_WORK INSTRUCTIONS_
Among the lines below, which ones contain the word "primitives"? Copy every such line.
++++++++
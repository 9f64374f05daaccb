//! Domain types for the exchange ledger.
//!
//! This module provides:
//! - Addresses, asset identifiers and U256 parsing helpers
//! - Checked arithmetic used by every balance mutation
//! - Orders, their canonical digest and maker signatures
//! - Events emitted by contracts

pub mod event;
pub mod math;
pub mod order;
pub mod primitives;
pub mod signature;

pub use event::{Event, Log};
pub use order::{Order, SignedOrder};
pub use primitives::{parse_address, parse_amount, Address, Asset, BlockNumber, ParseError};
pub use signature::{OrderSignature, OrderSigner};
++++++++
_OUTPUT OF THE EXERCISE_
pub mod primitives;
pub use primitives::{parse_address, parse_amount, Address, Asset, BlockNumber, ParseError};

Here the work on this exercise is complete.